Wenn man stark vereinfacht, kann man sagen: Es gibt im menschlichen Gehirn zwei Gruppen von Nervenzellen. Gruppe eins regt ihre Nachbarzellen zu mehr Aktivität an. Gruppe zwei bremst die Aktivität ihrer Nachbarn. Beide Gruppen, die Aktivierer und die Bremser, halten sich gegenseitig die Waage. Einige Forscher glauben inzwischen, dass bei Menschen mit Autismus genau dieses Gleichgewicht gestört ist. Demnach gibt es in ihrem Gehirn zu viele Aktivierer und zu wenige Bremser. Neue Argumente für dieses Konzept kommen jetzt aus Seattle. Todd Scheuer und seine Kollegen von der Universität von Washington gaben Versuchsmäusen, die typische Autismus-Symptome zeigten, sogenannte Benzodiazepine. Das sind Medikamente, die als Angstlöser und Schlafmittel bekannt sind, und von denen man weiß, dass sie die Gruppe der Bremser im Gehirn unterstützen.

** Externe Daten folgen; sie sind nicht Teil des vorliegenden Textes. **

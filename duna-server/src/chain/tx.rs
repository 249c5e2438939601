//! Legacy (EIP-155) transaction encoding and signing.
//!
//! Just enough RLP to encode a transaction and derive a contract address.

use k256::ecdsa::SigningKey;
use k256::elliptic_curve::sec1::ToEncodedPoint;
use sha3::{Digest, Keccak256};

use super::DeployError;

pub type Address = [u8; 20];

pub fn keccak256(data: &[u8]) -> [u8; 32] {
    Keccak256::digest(data).into()
}

/// `0x`-prefixed lowercase hex of an address.
pub fn address_hex(address: &Address) -> String {
    format!("0x{}", hex::encode(address))
}

// ─── RLP ─────────────────────────────────────────────────────────────────────

fn rlp_length_prefix(out: &mut Vec<u8>, len: usize, short_base: u8, long_base: u8) {
    if len <= 55 {
        out.push(short_base + len as u8);
    } else {
        let be = (len as u64).to_be_bytes();
        let skip = be.iter().take_while(|b| **b == 0).count();
        out.push(long_base + (be.len() - skip) as u8);
        out.extend_from_slice(&be[skip..]);
    }
}

fn rlp_bytes(out: &mut Vec<u8>, bytes: &[u8]) {
    if bytes.len() == 1 && bytes[0] < 0x80 {
        out.push(bytes[0]);
    } else {
        rlp_length_prefix(out, bytes.len(), 0x80, 0xb7);
        out.extend_from_slice(bytes);
    }
}

/// Big-endian integer with leading zero bytes removed (zero is empty).
fn rlp_scalar(out: &mut Vec<u8>, be: &[u8]) {
    let skip = be.iter().take_while(|b| **b == 0).count();
    rlp_bytes(out, &be[skip..]);
}

fn rlp_uint(out: &mut Vec<u8>, value: u128) {
    rlp_scalar(out, &value.to_be_bytes());
}

fn rlp_list(payload: &[u8]) -> Vec<u8> {
    let mut out = Vec::with_capacity(payload.len() + 9);
    rlp_length_prefix(&mut out, payload.len(), 0xc0, 0xf7);
    out.extend_from_slice(payload);
    out
}

/// Address of a contract created by `sender` at `nonce`.
pub fn create_address(sender: &Address, nonce: u64) -> Address {
    let mut payload = Vec::with_capacity(30);
    rlp_bytes(&mut payload, sender);
    rlp_uint(&mut payload, nonce as u128);
    let hash = keccak256(&rlp_list(&payload));
    let mut address = [0u8; 20];
    address.copy_from_slice(&hash[12..]);
    address
}

// ─── Transactions ────────────────────────────────────────────────────────────

/// A pre-EIP-1559 transaction with EIP-155 replay protection.
/// `to: None` makes it a contract creation.
#[derive(Debug, Clone)]
pub struct LegacyTx {
    pub nonce: u64,
    pub gas_price: u128,
    pub gas_limit: u64,
    pub to: Option<Address>,
    pub value: u128,
    pub data: Vec<u8>,
    pub chain_id: u64,
}

impl LegacyTx {
    fn encode_fields(&self, out: &mut Vec<u8>) {
        rlp_uint(out, self.nonce as u128);
        rlp_uint(out, self.gas_price);
        rlp_uint(out, self.gas_limit as u128);
        match &self.to {
            Some(to) => rlp_bytes(out, to),
            None => rlp_bytes(out, &[]),
        }
        rlp_uint(out, self.value);
        rlp_bytes(out, &self.data);
    }

    /// RLP of `[nonce, gasPrice, gas, to, value, data, chainId, 0, 0]`.
    pub fn signing_payload(&self) -> Vec<u8> {
        let mut payload = Vec::new();
        self.encode_fields(&mut payload);
        rlp_uint(&mut payload, self.chain_id as u128);
        rlp_uint(&mut payload, 0);
        rlp_uint(&mut payload, 0);
        rlp_list(&payload)
    }

    pub fn signing_hash(&self) -> [u8; 32] {
        keccak256(&self.signing_payload())
    }

    fn encode_signed(&self, v: u64, r: &[u8], s: &[u8]) -> Vec<u8> {
        let mut payload = Vec::new();
        self.encode_fields(&mut payload);
        rlp_uint(&mut payload, v as u128);
        rlp_scalar(&mut payload, r);
        rlp_scalar(&mut payload, s);
        rlp_list(&payload)
    }
}

/// The deployer account's secp256k1 key.
pub struct Signer {
    key: SigningKey,
    address: Address,
}

impl Signer {
    pub fn from_bytes(bytes: &[u8]) -> Result<Self, DeployError> {
        let key = SigningKey::from_slice(bytes).map_err(|e| DeployError::Key(e.to_string()))?;
        let point = key.verifying_key().to_encoded_point(false);
        // uncompressed SEC1: 0x04 || X || Y
        let hash = keccak256(&point.as_bytes()[1..]);
        let mut address = [0u8; 20];
        address.copy_from_slice(&hash[12..]);
        Ok(Self { key, address })
    }

    /// Parse a hex private key, with or without `0x`.
    pub fn from_hex(key: &str) -> Result<Self, DeployError> {
        let key = key.trim();
        let bytes = hex::decode(key.strip_prefix("0x").unwrap_or(key))
            .map_err(|e| DeployError::Key(e.to_string()))?;
        Self::from_bytes(&bytes)
    }

    pub fn address(&self) -> Address {
        self.address
    }

    /// Sign `tx` and return the raw transaction bytes.
    pub fn sign(&self, tx: &LegacyTx) -> Result<Vec<u8>, DeployError> {
        let (signature, recovery_id) = self
            .key
            .sign_prehash_recoverable(&tx.signing_hash())
            .map_err(|e| DeployError::Signing(e.to_string()))?;
        let v = tx.chain_id * 2 + 35 + u64::from(recovery_id.is_y_odd());
        let rs = signature.to_bytes();
        Ok(tx.encode_signed(v, &rs[..32], &rs[32..]))
    }
}

#[cfg(test)]
mod tests {
    use super::*;

    fn eip155_example() -> LegacyTx {
        LegacyTx {
            nonce: 9,
            gas_price: 20_000_000_000,
            gas_limit: 21_000,
            to: Some([0x35; 20]),
            value: 1_000_000_000_000_000_000,
            data: vec![],
            chain_id: 1,
        }
    }

    fn example_signer() -> Signer {
        Signer::from_hex("0x4646464646464646464646464646464646464646464646464646464646464646").unwrap()
    }

    #[test]
    fn rlp_short_and_long_strings() {
        let mut out = Vec::new();
        rlp_bytes(&mut out, b"dog");
        assert_eq!(out, [0x83, b'd', b'o', b'g']);

        let mut out = Vec::new();
        rlp_bytes(&mut out, &[0x7f]);
        assert_eq!(out, [0x7f]);

        let mut out = Vec::new();
        rlp_bytes(&mut out, &[]);
        assert_eq!(out, [0x80]);

        let long = [0xaau8; 56];
        let mut out = Vec::new();
        rlp_bytes(&mut out, &long);
        assert_eq!(&out[..2], &[0xb8, 56]);
        assert_eq!(out.len(), 58);
    }

    #[test]
    fn rlp_integers() {
        let mut out = Vec::new();
        rlp_uint(&mut out, 0);
        rlp_uint(&mut out, 15);
        rlp_uint(&mut out, 1024);
        assert_eq!(out, [0x80, 0x0f, 0x82, 0x04, 0x00]);
    }

    #[test]
    fn rlp_long_list() {
        let payload = vec![0x01u8; 60];
        let list = rlp_list(&payload);
        assert_eq!(&list[..2], &[0xf8, 60]);
        assert_eq!(list.len(), 62);
    }

    #[test]
    fn eip155_signing_payload() {
        let tx = eip155_example();
        assert_eq!(
            hex::encode(tx.signing_payload()),
            "ec098504a817c800825208943535353535353535353535353535353535353535880de0b6b3a764000080018080"
        );
        assert_eq!(
            hex::encode(tx.signing_hash()),
            "daf5a779ae972f972197303d7b574746c7ef83eadac0f2791ad23db92e4c8e53"
        );
    }

    #[test]
    fn eip155_signed_transaction() {
        let raw = example_signer().sign(&eip155_example()).unwrap();
        assert_eq!(
            hex::encode(raw),
            "f86c098504a817c800825208943535353535353535353535353535353535353535880de0b6b3a76400008025a028ef61340bd939bc2195fe537567866003e1a15d3c71ff63e1590620aa636276a067cbe9d8997f761aecb703304b3800ccf555c9f3dc64214b297fb1966a3b6d83"
        );
    }

    #[test]
    fn signer_address_from_key() {
        assert_eq!(
            address_hex(&example_signer().address()),
            "0x9d8a62f656a8d1615c1294fd71e9cfb3e4855a4f"
        );
    }

    #[test]
    fn creation_tx_has_empty_to() {
        let mut tx = eip155_example();
        tx.to = None;
        tx.data = vec![0x60, 0x80];
        let payload = tx.signing_payload();
        // nonce, gasPrice, gas, then the empty `to` string
        let to_offset = 1 + 1 + 6 + 3;
        assert_eq!(payload[to_offset], 0x80);
    }

    #[test]
    fn contract_address_from_sender_and_nonce() {
        let sender: Address = hex::decode("6ac7ea33f8831ea9dcc53393aaa88b25a785dbf0")
            .unwrap()
            .try_into()
            .unwrap();
        assert_eq!(
            address_hex(&create_address(&sender, 0)),
            "0xcd234a471b72ba2f1ccf0a70fcaba648a5eecd8d"
        );
        assert_eq!(
            address_hex(&create_address(&sender, 1)),
            "0x343c43a37d37dff08ae8c4a11544c718abb4fcf8"
        );
    }

    #[test]
    fn bad_keys_rejected() {
        assert!(matches!(Signer::from_hex("zz"), Err(DeployError::Key(_))));
        assert!(matches!(Signer::from_hex("0x00"), Err(DeployError::Key(_))));
        assert!(matches!(Signer::from_hex(&"00".repeat(32)), Err(DeployError::Key(_))));
    }
}
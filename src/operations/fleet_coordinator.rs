// Fleet Coordinator - the command loop that turns ship reports into actions
use crate::models::*;
use crate::operations::behavior::{decide, has_behavior, ShipAction};
use crate::operations::ship_bot::{FleetContext, ShipBot};
use crate::operations::shutdown::{DrainReport, ShutdownSignal};
use crate::output_broker::Logger;
use crate::{o_error, o_info, o_summary};
use tokio::sync::{mpsc, oneshot};
use tokio::task::{JoinError, JoinSet};

pub struct FleetCoordinator {
    agent: Agent,
    queue_capacity: usize,
    log: Logger,
}

/// Everything the dispatcher owns while the loop runs.
struct Dispatch {
    reports_tx: mpsc::Sender<ShipBot>,
    in_flight: JoinSet<()>,
    parked: Vec<ShipBot>,
    held: Vec<ShipBot>,
    failed: usize,
}

impl FleetCoordinator {
    pub fn new(context: &FleetContext, agent: Agent, queue_capacity: usize) -> Self {
        Self {
            agent,
            queue_capacity: queue_capacity.max(1),
            log: context.broker.logger("🖥️ TERMINAL"),
        }
    }

    pub fn agent(&self) -> &Agent {
        &self.agent
    }

    /// Runs the command loop until `shutdown` fires, then drains in-flight
    /// actions and acknowledges. Without a shutdown request this never returns.
    pub async fn run(&mut self, fleet: Vec<ShipBot>, mut shutdown: ShutdownSignal) -> DrainReport {
        let (reports_tx, mut reports) = mpsc::channel::<ShipBot>(self.queue_capacity);
        let fleet_size = fleet.len();

        // Counting barrier over the initial fan-out
        let mut muster = JoinSet::new();
        for mut bot in fleet {
            let tx = reports_tx.clone();
            muster.spawn(async move {
                bot.probe_cooldown().await;
                let _ = tx.send(bot).await;
            });
        }

        let mut dispatch = Dispatch {
            reports_tx,
            in_flight: JoinSet::new(),
            parked: Vec::new(),
            held: Vec::new(),
            failed: 0,
        };
        let mut ack: Option<oneshot::Sender<DrainReport>> = None;

        o_info!(self.log, "🎖️ Command loop started with {} ships", fleet_size);

        loop {
            if ack.is_some() && muster.is_empty() && dispatch.in_flight.is_empty() {
                while let Ok(bot) = reports.try_recv() {
                    self.hold(bot, &mut dispatch);
                }
                break;
            }

            tokio::select! {
                Some(bot) = reports.recv() => {
                    if ack.is_some() {
                        self.hold(bot, &mut dispatch);
                    } else {
                        self.dispatch(bot, &mut dispatch).await;
                    }
                }
                Some(joined) = muster.join_next(), if !muster.is_empty() => {
                    if let Err(e) = joined {
                        self.lost_task(&mut dispatch, e);
                    }
                    if muster.is_empty() {
                        o_info!(self.log, "🚀 Fleet underway: {} ships mustered", fleet_size - dispatch.failed);
                    }
                }
                Some(joined) = dispatch.in_flight.join_next(), if !dispatch.in_flight.is_empty() => {
                    if let Err(e) = joined {
                        self.lost_task(&mut dispatch, e);
                    }
                }
                request = shutdown.requested(), if ack.is_none() => {
                    o_info!(self.log, "🛑 Shutdown requested, draining {} in-flight actions", dispatch.in_flight.len());
                    ack = Some(request);
                }
            }
        }

        let report = DrainReport {
            reported: dispatch.held.len(),
            parked: dispatch.parked.len(),
            failed: dispatch.failed,
        };
        o_summary!(
            self.log,
            "🏁 Drained: {} reported, {} parked, {} lost | credits {}",
            report.reported,
            report.parked,
            report.failed,
            self.agent.credits
        );

        if let Some(ack) = ack {
            let _ = ack.send(report);
        }
        report
    }

    fn absorb_credits(&mut self, bot: &mut ShipBot) {
        if let Some(credits) = bot.take_credits() {
            self.agent.credits = credits;
        }
    }

    /// Draining: keep the ship, dispatch nothing.
    fn hold(&mut self, mut bot: ShipBot, dispatch: &mut Dispatch) {
        self.absorb_credits(&mut bot);
        dispatch.held.push(bot);
    }

    async fn dispatch(&mut self, mut bot: ShipBot, dispatch: &mut Dispatch) {
        self.absorb_credits(&mut bot);

        let action = self.next_action(&bot).await;
        o_summary!(
            self.log,
            "{} [{}] → {} | cargo {} | credits {}",
            bot.symbol(),
            bot.role(),
            action,
            bot.ship.cargo,
            self.agent.credits
        );

        if action == ShipAction::Idle {
            o_info!(bot.logger(), "💤 No behavior for role {}, parked", bot.role());
            dispatch.parked.push(bot);
            return;
        }

        dispatch.in_flight.spawn(bot.run(action, dispatch.reports_tx.clone()));
    }

    async fn next_action(&self, bot: &ShipBot) -> ShipAction {
        if bot.in_transit() {
            return ShipAction::AwaitArrival;
        }
        if !has_behavior(bot.role()) {
            return ShipAction::Idle;
        }

        match bot.observe_waypoint().await {
            Ok(context) => decide(bot.role(), &bot.ship, &context),
            Err(e) => {
                o_error!(bot.logger(), "❌ Could not observe {}: {}", bot.ship.nav.waypoint_symbol, e);
                ShipAction::Standby
            }
        }
    }

    fn lost_task(&self, dispatch: &mut Dispatch, error: JoinError) {
        dispatch.failed += 1;
        o_error!(self.log, "💥 Ship task ended abnormally, ship dropped from the loop: {}", error);
    }
}
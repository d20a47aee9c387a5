use chrono::{DateTime, Utc};
use serde::{Deserialize, Serialize};

#[derive(Debug, Deserialize, Serialize, Clone)]
#[serde(rename_all = "camelCase")]
pub struct Contract {
    pub id: String,
    pub faction_symbol: String,
    #[serde(rename = "type")]
    pub contract_type: String,
    pub terms: ContractTerms,
    pub accepted: bool,
    pub fulfilled: bool,
    #[serde(default)]
    pub expiration: Option<DateTime<Utc>>,
    #[serde(default)]
    pub deadline_to_accept: Option<DateTime<Utc>>,
}

#[derive(Debug, Deserialize, Serialize, Clone)]
pub struct ContractTerms {
    pub deadline: DateTime<Utc>,
    pub payment: Payment,
    #[serde(default)]
    pub deliver: Vec<DeliveryItem>,
}

#[derive(Debug, Deserialize, Serialize, Clone)]
#[serde(rename_all = "camelCase")]
pub struct Payment {
    pub on_accepted: i64,
    pub on_fulfilled: i64,
}

#[derive(Debug, Deserialize, Serialize, Clone)]
#[serde(rename_all = "camelCase")]
pub struct DeliveryItem {
    pub trade_symbol: String,
    pub destination_symbol: String,
    pub units_required: i32,
    pub units_fulfilled: i32,
}

#[derive(Debug, Deserialize, Serialize, Clone)]
pub struct ContractAcceptData {
    pub contract: Contract,
    pub agent: crate::models::Agent,
}
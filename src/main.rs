// Fleet command - entry point
use clap::Parser;
use fleet_command::operations::shutdown;
use fleet_command::{o_error, o_info, o_summary};
use fleet_command::{Admiral, FleetCommandConfig, OutputBroker, SpaceTradersClient, SystemClock};
use std::sync::Arc;
use std::time::Duration;

#[derive(Parser, Debug)]
#[command(name = "fleet_command", about = "Autonomous SpaceTraders fleet command loop")]
struct Cli {
    /// Configuration file, created with defaults when missing
    #[arg(long, default_value = "fleet.toml")]
    config: String,

    /// Raise verbosity (-v info, -vv debug and trace)
    #[arg(short, long, action = clap::ArgAction::Count)]
    verbose: u8,

    /// Only errors and summaries
    #[arg(short, long)]
    quiet: bool,
}

#[tokio::main]
async fn main() -> Result<(), Box<dyn std::error::Error>> {
    let cli = Cli::parse();

    let (config, created) = FleetCommandConfig::load_or_create(&cli.config)?;
    config.validate()?;

    let verbosity = if cli.quiet {
        0
    } else {
        config.output.verbosity.saturating_add(cli.verbose)
    };
    let broker = OutputBroker::new(verbosity, Duration::from_secs(config.output.summary_interval_seconds));
    let log = broker.logger("🖥️ TERMINAL");

    if created {
        o_info!(log, "📋 Created default configuration at {}", cli.config);
    } else {
        o_info!(log, "📋 Loaded configuration from {}", cli.config);
    }
    config.print_summary(&log);

    let token = config.read_token()?;
    let client = SpaceTradersClient::from_config(&config.api, &token, broker.logger("🌐 API"))?;

    let (handle, signal) = shutdown::channel();
    let ctrl_c_log = log.clone();
    tokio::spawn(async move {
        if tokio::signal::ctrl_c().await.is_ok() {
            o_info!(ctrl_c_log, "🛑 Ctrl+C received, letting in-flight actions finish...");
            if let Some(report) = handle.shutdown().await {
                o_info!(ctrl_c_log, "✅ Drain acknowledged: {} ships home", report.reported + report.parked);
            }
        }
    });

    let admiral = Admiral::new(config, Arc::new(client), Arc::new(SystemClock), broker.clone());
    let outcome = admiral.run(signal).await;

    match outcome {
        Ok(report) => {
            o_summary!(log, "🎖️ Fleet stood down ({} reported, {} parked, {} lost)", report.reported, report.parked, report.failed);
            broker.flush().await;
            Ok(())
        }
        Err(e) => {
            o_error!(log, "❌ Fatal: {}", e);
            broker.flush().await;
            Err(e.into())
        }
    }
}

"Wenn wir eine normale Maus mit einer fremden Maus zusammenbringen, dann gehen sie aufeinander zu und beschäftigen sich miteinander. Unsere Mäuse dagegen meiden Artgenossen und ziehen sich zurück. Wenn wir ihnen aber Benzodiazepine geben, interessieren sie sich plötzlich doch für andere Mäuse."
Nicht nur der soziale Kontakt normalisierte sich, die Mäuse waren mit Medikament auch weniger hyperaktiv und lernten leichter. Allerdings, und das hat die Forscher überrascht, funktionierte das nur bei relativ niedrigen Dosen. Gaben die Forscher zu viel des Medikaments, war der positive Effekt verschwunden.
"Wir haben genau getestet, welche Dosis was bewirkt. Übertragen auf den Menschen braucht man nur etwa ein Zehntel dessen, was bei Panikattacken oder Schlafstörungen gegeben wird. Die Dosis ist so niedrig, dass die Tiere davon weder träge noch schläfrig wurden."
Keine Schläfrigkeit, das ist natürlich ein Vorteil. Gleichzeitig aber wird es schwieriger, die richtige Dosis zu finden, wenn die Spanne zwischen "noch zu wenig" und "schon zu viel" so eng ist. Ihre Studie sehen die Forscher deshalb nur als einen ersten Schritt.
"Mit der Zeit, wird man sicher bessere Medikamente finden, die auf ähnliche Art, aber noch spezifischer wirken. Bisher haben wir noch nicht einmal wirklich verstanden, warum die Benzodiazepine auf die Mäuse so wirken, wie sie wirken."
Heikel ist außerdem, dass die Benzodiazepine, die zurzeit auf dem Markt sind, relativ häufig und schnell abhängig machen können. Deshalb werden sie nur für kurze Zeit verschrieben und ihre Wirkung wird im Idealfall engmaschig kontrolliert. Dazu kommt, dass diese Medikamente bisher fast nur Erwachsene bekommen, Erfahrungen mit Kindern und Jugendlichen gibt es kaum. Als Mittel gegen Autismus müssten die Medikamente dagegen früh und über längere Zeit gegeben werden. Ob das Risiko einer Sucht geringer ist, weil die Dosierung niedriger wäre, ist nicht klar. In einem ersten Test scheint es so, als würden die Tiere im Experiment nicht abhängig. Todd Scheuer:
"Wir haben geprüft, ob die Wirkung des Medikament mit der Zeit nachlässt, das wäre typisch für den Beginn einer Sucht. Wir fanden aber, dass die Wirkung mit der Zeit sogar stärker wurde."
Dennoch braucht es weitere Tests an Mäusen, und viel Vorsicht, wenn die Medikamente bald in einer klinischen Studie an Patienten getestet werden sollen. Trotz all dieser Einschränkungen hält Kevin Pelphrey von der US-Universität Yale den Ansatz für vielversprechend.
"Ich glaube, die Kollegen sind da etwas sehr Interessantem auf der Spur. Man muss bei Mausstudien zwar immer vorsichtig sein. Autismus gibt es nur beim Menschen. Was wir also bei den Mäusen sehen, ist beim Menschen nicht unbedingt genauso. Wirklich spannend wird es deshalb, wenn es erste Ergebnisse aus der geplanten klinischen Studie gibt."
Die klinische Studie, von der Pelphrey spricht, wird gerade vorbereitet, Ergebnisse werden für Ende 2014 erwartet. Getestet wird ein Benzodiazepin, das das Pharmaunternehmen Astra-Zeneca entwickelt hat und das bisher noch nicht auf dem Markt ist.